Mais um dia de trabalho III

Mais tarde, estavam no acampamento, há alguns quilômetros da cidade.

— E depois de tudo, a disgramada ainda vomitou em cima de mim! Então, é por isso que quero a porra duma indenização. Eu recebo para matar gente e até umas porras de demônios, mas não para isso! Sabe o que a chefe me disse? Que eu tava parecendo uma dama de companhia. Para eu tomar uma porra de banho e parar de ficar reclamando de barriga cheia.

Syrum gesticulou entediado — Tá, tá, Cas. Vou convencê-la a te pagar essa maldita indenização.

— Há! Duvido! Valéria tem as mãos costuradas junto com os bolsos.

— Falei que vou, cacete! Agora some daqui antes que eu mude de ideia.

Cascalho deu com os ombros e saiu da barraca, mas Lindão entrou. Syrum olhou-o bem nos olhos. Era um dos poucos que conseguia ficar olhando para o rosto deformado como se olhasse para uma caneca de cerveja.

— E então? — indagou Syrum.

— Perdemos onze homens no contrato com o comandante. Quatro gravemente feridos e dois aleijados.

— Podia ter sido pior.

— Verdade. Ao menos o general teve o senso de comandar a retirada. A cidade agora está perdida. Não fosse o contrato com o marido da cagona, esse dia teria sido um mau negócio.

— E a menina, está bem?

Lindão deu com os ombros. — Tá viva...

Syrun ficou matutando um pouco, certamente algo indecente.

Lindão arrancou um naco de caspa da cabeça — A chefe está negociando um novo trabalho para nós.

— É?

— Escoltar uns ricaços para a capital. Tá todo mundo apavorado.

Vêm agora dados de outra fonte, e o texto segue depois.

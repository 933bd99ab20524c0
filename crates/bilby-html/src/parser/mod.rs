//! HTML tree construction.
//!
//! Implements [§ 13.2.6 Tree construction](https://html.spec.whatwg.org/multipage/parsing.html#tree-construction)
//! of the WHATWG HTML Living Standard.

/// Tree builder state and construction primitives.
pub mod core;
/// Foreign content (SVG, MathML) support.
pub mod foreign_content;
/// The insertion-mode handlers.
mod modes;
/// Quirks-mode determination from the DOCTYPE.
pub mod quirks;
/// Element category tables.
pub mod tag_sets;

pub use core::{FragmentContext, InsertionMode, TreeBuilder};
pub use quirks::QuirksMode;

— E com razão. Os zimbronianos estão avançando. É uma questão de tempo até que toda Griss caia. Assim como... Syrun não completou.

O outro axiano também apertou os lábios. Nunca mais teriam um lar para onde retornar.

— Talvez devamos embarcar para Lacoresh. Dizem que ainda é seguro por lá.

— Seguro? Com uma praga descontrolada de mortos-vivos e fantasmas? Isso seria trocar seis por meia dúzia. Talvez para Keldor...

— Tá louco, chefe? Aquela gente é insuportável...

— Esteve na guerra?

— Não, mas fui lá depois. Queriam me matar lá, só porque sou assim, tão lindo.

— Em toda parte as pessoas iam querer te matar, Lindão.

— Mas não aqui, no bando.

— É — Syrun sorriu — não aqui.

Lindão correspondeu com um sorriso banguela. Os poucos dentes que tinha sujos na boca. Com alguma boa vontade, poder-se-ia sentir alguma simpatia por aquele pobre coitado.

— Chefe, se formos para Trélis, talvez encontremos algum sossego. Afinal, aquele reino é praticamente o fim do mundo.

Syrun recostou-se. — Valéria vai nos levar para longe do sossego, pode estar certo disso.

Um dos pajens chamou lá de fora — Chefe, seu banho está pronto.

— Ah — levantou-se animado — já não era hora!

Saiu, despiu-se e foi até a tina com água quente. Entrou de uma vez. O moleque olhou horrorizado. Ele não toleraria tocar em água tão quente.

— Vamos, está esperando o que?

O pajem molhou a pedra porosa e começou a esfregar as costas de Syrum.

— Esfrega direito, moleque!

A sujeira misturada com sangue de demônio escorreu maculando a água. O rapaz despejava água com um caneco aos poucos sobre os cabelos emaranhados de Syrun, fazendo-os colar contra o crânio.

Uma onda de quietude recaiu sobre ele. Perseguia, com os olhos âmbar, as formas nas nuvens contra o céu. Escutava pedaços de conversas ao longe. Um nobre falou algo sobre se recusar a ir com o Flagelo Axiano. Syrun gostava daquela fama. Era engraçado escutar as histórias absurdas que contavam.